Moholoholo Wildlife Rehabilitation Centre received a call from a nearby game park to say that they had received reports from visitors that there was a rhino calf stuck in a mud wallow. After further investigation they discovered that it was in fact a Black Rhino. It was decided that they would step in and rescue the calf. She had been stranded for 2 days and her mother had given up and abandoned her. She was on her last legs.
Immediately the precious cargo was collected. On arrival the vet nurse assessed the situation and spoke to the vet on site – this baby was in a desperate condition. To add to the ordeal she had just suffered she had chronic diarrhoea and had scraped her back right leg severely whilst struggling to free herself from the mud’s suffocating grip.
She was rushed back to the rehab centre. Shy of her new surroundings she was lead into the clinic room which had been made ready for her. Treatment began immediately and after days of liquid faeces streaming down her legs the medication took affect.
Now her bowel movements are almost normal and her leg has all but healed! Her rhino friends take her outside during the day to enjoy the sunshine and fresh air and she loves nothing more than bolting after her minders as they run huge loops around the garden. Somehow this has no effect on her energy limits and she stands waiting impatiently after her relay partner has slummed into an exhausted heap! She has been named Landela which means to follow. This is because the black rhino calf walks behind its mother. The white rhino calf walks infront of its mother.
Moholoholo are lucky enough to be able to help this one baby, but she is a small drop in a very large ocean when we look at the challenges that are being faced in rhino conservation. All 5 species of rhinos are close to extinction. The White Rhino has rebounded and is now listed as Vulnerable. The Black Rhino has not been as fortunate and is still listed as Endangered.
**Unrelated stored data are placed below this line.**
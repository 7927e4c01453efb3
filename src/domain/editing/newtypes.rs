// SPDX-License-Identifier: MPL-2.0
//! Editing newtypes.
//!
//! This module provides type-safe wrappers for crop values,
//! ensuring they are always within valid ranges.

// =============================================================================
// Crop Scale Bounds
// =============================================================================

/// Crop scale bounds (0.1x to 3.0x).
pub mod scale_bounds {
    /// Minimum scale factor.
    pub const MIN: f32 = 0.1;
    /// Maximum scale factor.
    pub const MAX: f32 = 3.0;
    /// Default scale factor (natural size).
    pub const DEFAULT: f32 = 1.0;
    /// Stepper increment.
    pub const STEP: f32 = 0.1;
}

// =============================================================================
// CropScale
// =============================================================================

/// Scale factor applied to the source image, guaranteed to be within 0.1–3.0.
///
/// # Example
///
/// ```
/// use boutique_showcase::domain::editing::CropScale;
///
/// assert_eq!(CropScale::new(5.0).value(), 3.0);
/// assert_eq!(CropScale::new(-1.0).value(), 0.1);
/// ```
#[derive(Debug, Clone, Copy, PartialEq)]
pub struct CropScale(f32);

impl CropScale {
    /// Creates a new scale, clamping the value to the valid range.
    /// Non-finite input falls back to the default.
    #[must_use]
    pub fn new(value: f32) -> Self {
        if value.is_finite() {
            Self(value.clamp(scale_bounds::MIN, scale_bounds::MAX))
        } else {
            Self::default()
        }
    }

    #[must_use]
    pub fn value(self) -> f32 {
        self.0
    }

    /// One stepper press up: exactly one step, then clamped.
    #[must_use]
    pub fn step_up(self) -> Self {
        Self::new(self.0 + scale_bounds::STEP)
    }

    /// One stepper press down: exactly one step, then clamped.
    #[must_use]
    pub fn step_down(self) -> Self {
        Self::new(self.0 - scale_bounds::STEP)
    }

    #[must_use]
    pub fn is_min(self) -> bool {
        self.0 <= scale_bounds::MIN
    }

    #[must_use]
    pub fn is_max(self) -> bool {
        self.0 >= scale_bounds::MAX
    }
}

impl Default for CropScale {
    fn default() -> Self {
        Self(scale_bounds::DEFAULT)
    }
}

// =============================================================================
// Rotation
// =============================================================================

/// Rotation bounds for the continuous slider.
pub mod rotation_bounds {
    pub const MIN: f32 = -180.0;
    pub const MAX: f32 = 180.0;
    /// Discrete stepper increment.
    pub const QUARTER_TURN: f32 = 90.0;
}

/// Rotation in degrees within `[-180, 180]`.
///
/// Arithmetic wraps modulo 360 into `(-180, 180]`, so the ±90° stepper and
/// the slider always describe the same angle. The slider's left end is the
/// one value kept at -180, so the thumb stays where it was dropped.
#[derive(Debug, Clone, Copy, PartialEq, Default)]
pub struct RotationDegrees(f32);

impl RotationDegrees {
    #[must_use]
    pub fn new(degrees: f32) -> Self {
        Self(normalize_degrees(degrees))
    }

    /// Value set from the slider, clamped to the slider range.
    #[must_use]
    pub fn from_slider(degrees: f32) -> Self {
        if degrees.is_finite() && degrees <= rotation_bounds::MIN {
            return Self(rotation_bounds::MIN);
        }
        Self::new(degrees.clamp(rotation_bounds::MIN, rotation_bounds::MAX))
    }

    #[must_use]
    pub fn value(self) -> f32 {
        self.0
    }

    #[must_use]
    pub fn rotated_by(self, delta: f32) -> Self {
        Self::new(self.0 + delta)
    }

    #[must_use]
    pub fn as_radians(self) -> f32 {
        self.0.to_radians()
    }
}

fn normalize_degrees(degrees: f32) -> f32 {
    if !degrees.is_finite() {
        return 0.0;
    }
    let wrapped = degrees % 360.0;
    if wrapped <= -180.0 {
        wrapped + 360.0
    } else if wrapped > 180.0 {
        wrapped - 360.0
    } else {
        wrapped
    }
}

// =============================================================================
// AspectRatio
// =============================================================================

/// Target crop aspect ratio (width:height), both components non-zero.
#[derive(Debug, Clone, Copy, PartialEq, Eq)]
pub struct AspectRatio {
    width: u32,
    height: u32,
}

impl AspectRatio {
    #[must_use]
    pub fn new(width: u32, height: u32) -> Option<Self> {
        (width > 0 && height > 0).then_some(Self { width, height })
    }

    /// width / height
    #[must_use]
    #[allow(clippy::cast_precision_loss)]
    pub fn value(self) -> f32 {
        self.width as f32 / self.height as f32
    }

    /// Pixel height matching `width`, truncated, never below 1.
    #[must_use]
    pub fn height_for_width(self, width: u32) -> u32 {
        let height = u64::from(width) * u64::from(self.height) / u64::from(self.width);
        u32::try_from(height).unwrap_or(u32::MAX).max(1)
    }
}

impl Default for AspectRatio {
    fn default() -> Self {
        Self {
            width: 3,
            height: 4,
        }
    }
}

#[cfg(test)]
mod tests {
    use super::*;

    #[test]
    fn scale_is_clamped() {
        assert_eq!(CropScale::new(5.0).value(), scale_bounds::MAX);
        assert_eq!(CropScale::new(-1.0).value(), scale_bounds::MIN);
        assert_eq!(CropScale::new(1.5).value(), 1.5);
        assert_eq!(CropScale::new(f32::NAN), CropScale::default());
    }

    #[test]
    fn scale_steps_move_by_one_step_and_stay_in_bounds() {
        let mut scale = CropScale::default();
        for _ in 0..3 {
            scale = scale.step_up();
        }
        assert!((scale.value() - 1.3).abs() < 1e-5);

        let off_grid = CropScale::new(1.25);
        assert!((off_grid.step_up().value() - 1.35).abs() < 1e-5);
        assert!((off_grid.step_down().value() - 1.15).abs() < 1e-5);

        let mut scale = CropScale::new(0.15);
        scale = scale.step_down();
        assert_eq!(scale.value(), scale_bounds::MIN);

        let mut scale = CropScale::new(2.95);
        scale = scale.step_up();
        assert!(scale.is_max());

        let mut scale = CropScale::new(0.1);
        scale = scale.step_down();
        assert!(scale.is_min());
        assert_eq!(scale.value(), scale_bounds::MIN);
    }

    #[test]
    fn rotation_wraps_into_half_open_range() {
        assert_eq!(RotationDegrees::new(270.0).value(), -90.0);
        assert_eq!(RotationDegrees::new(-180.0).value(), 180.0);
        assert_eq!(RotationDegrees::new(180.0).value(), 180.0);
        assert_eq!(RotationDegrees::new(540.0).value(), 180.0);
        assert_eq!(RotationDegrees::new(-270.0).value(), 90.0);
        assert_eq!(RotationDegrees::new(f32::INFINITY).value(), 0.0);
    }

    #[test]
    fn quarter_turn_stepper_cycles() {
        let mut rotation = RotationDegrees::default();
        for _ in 0..4 {
            rotation = rotation.rotated_by(rotation_bounds::QUARTER_TURN);
            assert!(rotation.value() > -180.0 && rotation.value() <= 180.0);
        }
        assert_eq!(rotation.value(), 0.0);
    }

    #[test]
    fn slider_input_is_clamped() {
        assert_eq!(RotationDegrees::from_slider(400.0).value(), 180.0);
        assert_eq!(RotationDegrees::from_slider(-45.0).value(), -45.0);
        assert_eq!(RotationDegrees::from_slider(f32::NAN).value(), 0.0);
    }

    #[test]
    fn slider_left_end_stays_at_minus_180() {
        let left = RotationDegrees::from_slider(-180.0);
        assert_eq!(left.value(), -180.0);
        assert_eq!(RotationDegrees::from_slider(-400.0).value(), -180.0);
        assert_eq!(left.rotated_by(rotation_bounds::QUARTER_TURN).value(), -90.0);
        assert_eq!(left.rotated_by(0.0).value(), 180.0);
        assert!((left.as_radians().abs() - std::f32::consts::PI).abs() < 1e-6);
    }

    #[test]
    fn aspect_ratio_heights() {
        let ratio = AspectRatio::default();
        assert_eq!(ratio.height_for_width(400), 533);
        assert!(AspectRatio::new(0, 4).is_none());
        assert_eq!(AspectRatio::new(1, 1).map(|r| r.height_for_width(7)), Some(7));
    }
}
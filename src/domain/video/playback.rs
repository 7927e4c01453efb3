// SPDX-License-Identifier: MPL-2.0
//! Playback events reported by a video surface.
//!
//! A carousel keeps its own `is_playing` flag for the visible item. The
//! surface reports what actually happened so that flag can be corrected when
//! playback ends, fails, or is paused by something other than the carousel.

/// Why a surface could not play.
#[derive(Debug, Clone, PartialEq, Eq)]
pub enum PlaybackFailure {
    /// No decoder is available for this reference.
    Unsupported,
    /// The reference could not be opened.
    Unreachable(String),
}

impl PlaybackFailure {
    /// Returns the i18n message key for this failure.
    #[must_use]
    pub fn i18n_key(&self) -> &'static str {
        match self {
            PlaybackFailure::Unsupported => "notification-video-unsupported",
            PlaybackFailure::Unreachable(_) => "notification-video-unreachable",
        }
    }
}

/// Observed playback transition.
#[derive(Debug, Clone, PartialEq, Eq)]
pub enum PlaybackEvent {
    Started,
    Paused,
    Ended,
    Errored(PlaybackFailure),
}

impl PlaybackEvent {
    /// Whether the surface is playing after this event.
    #[must_use]
    pub fn is_playing(&self) -> bool {
        matches!(self, PlaybackEvent::Started)
    }
}
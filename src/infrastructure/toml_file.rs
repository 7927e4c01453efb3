// SPDX-License-Identifier: MPL-2.0
//! TOML documents on disk shared by the file-backed stores.

use serde::de::DeserializeOwned;
use serde::Serialize;
use std::fs;
use std::path::Path;

#[derive(Debug)]
pub(super) enum DocumentError {
    Io(String),
    Parse(String),
}

/// Reads `path`, returning the default document when it does not exist yet.
pub(super) fn read<T>(path: &Path) -> Result<T, DocumentError>
where
    T: DeserializeOwned + Default,
{
    if !path.exists() {
        return Ok(T::default());
    }
    let content = fs::read_to_string(path).map_err(|e| DocumentError::Io(e.to_string()))?;
    toml::from_str(&content).map_err(|e| DocumentError::Parse(e.to_string()))
}

/// Writes `document` next to `path` and renames it into place.
pub(super) fn write<T: Serialize>(path: &Path, document: &T) -> Result<(), DocumentError> {
    let content =
        toml::to_string_pretty(document).map_err(|e| DocumentError::Parse(e.to_string()))?;
    if let Some(parent) = path.parent() {
        fs::create_dir_all(parent).map_err(|e| DocumentError::Io(e.to_string()))?;
    }
    let tmp = path.with_extension("toml.tmp");
    fs::write(&tmp, content).map_err(|e| DocumentError::Io(e.to_string()))?;
    fs::rename(&tmp, path).map_err(|e| DocumentError::Io(e.to_string()))
}

#[cfg(test)]
mod tests {
    use super::*;
    use serde::Deserialize;
    use tempfile::tempdir;

    #[derive(Debug, Default, PartialEq, Serialize, Deserialize)]
    struct Doc {
        #[serde(default)]
        values: Vec<u32>,
    }

    #[test]
    fn missing_file_reads_as_default() {
        let dir = tempdir().expect("temp dir");
        let doc: Doc = read(&dir.path().join("absent.toml")).expect("default");
        assert_eq!(doc, Doc::default());
    }

    #[test]
    fn write_then_read() {
        let dir = tempdir().expect("temp dir");
        let path = dir.path().join("nested").join("doc.toml");
        write(&path, &Doc { values: vec![1, 2] }).expect("write");
        let doc: Doc = read(&path).expect("read");
        assert_eq!(doc.values, vec![1, 2]);
        assert!(!path.with_extension("toml.tmp").exists());
    }

    #[test]
    fn malformed_file_is_a_parse_error() {
        let dir = tempdir().expect("temp dir");
        let path = dir.path().join("doc.toml");
        fs::write(&path, "values = [").expect("write");
        assert!(matches!(read::<Doc>(&path), Err(DocumentError::Parse(_))));
    }
}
Since the 1960’s the black rhinos’ numbers have dropped from an estimated 100 000 to a pitiful 3000. The cause of the decline is not the same reason as it is for many of our threatened mammals. Although habitat loss does play a large part, the high demand for Rhino Horn on the Black Market is the major reason! In certain cultures it is believed that Rhino horn can be used to cure a number of ailments such as typhoid, fever and even snakebites. We are quick to turn around and points fingers and claim that it is due to Rhino horns being used in traditional Asian medicines, this does play a part but one must remember that Asia used rhino horns for 1000’s of years for traditional healing without threatening the species’ survival. However demands for items such as ornate dagger handles carved from Rhino horns (which indicate status and wealth and the demand for which grew with the increase in oil sales) have greatly affected the trade.
The trade of rhino horns has been banned but the black market is still thriving! In 1990 the pair of horns from a Black Rhino were being sold for a whopping $50 000.00 – at this price how do we expect a poor local inhabitant to resist?
Syndicates are no longer primitive in their methods. Lately they have been pulling out the big guns – swooping down in helicopters, darting with anesthetic. People who are entrusted to serve and protect our animals are jumping in on the band wagon which is rolling towards the jackpot and stringing along the demise of these archaic looking animals in their wake!
In some areas officials are taking drastic steps to save the lives of their charges. Rhinos are being darted and their horns are sawn off. This may seem barbaric to some and the affects of this are not really known. The one obvious downfall is that the rhino is loosing a valuable weapon on self-defense. But these creatures are fighting a battle where they are up against enemies and predators whose tactics are more highly evolved. By removing the one main item of value the spot light is detracted from this treasure.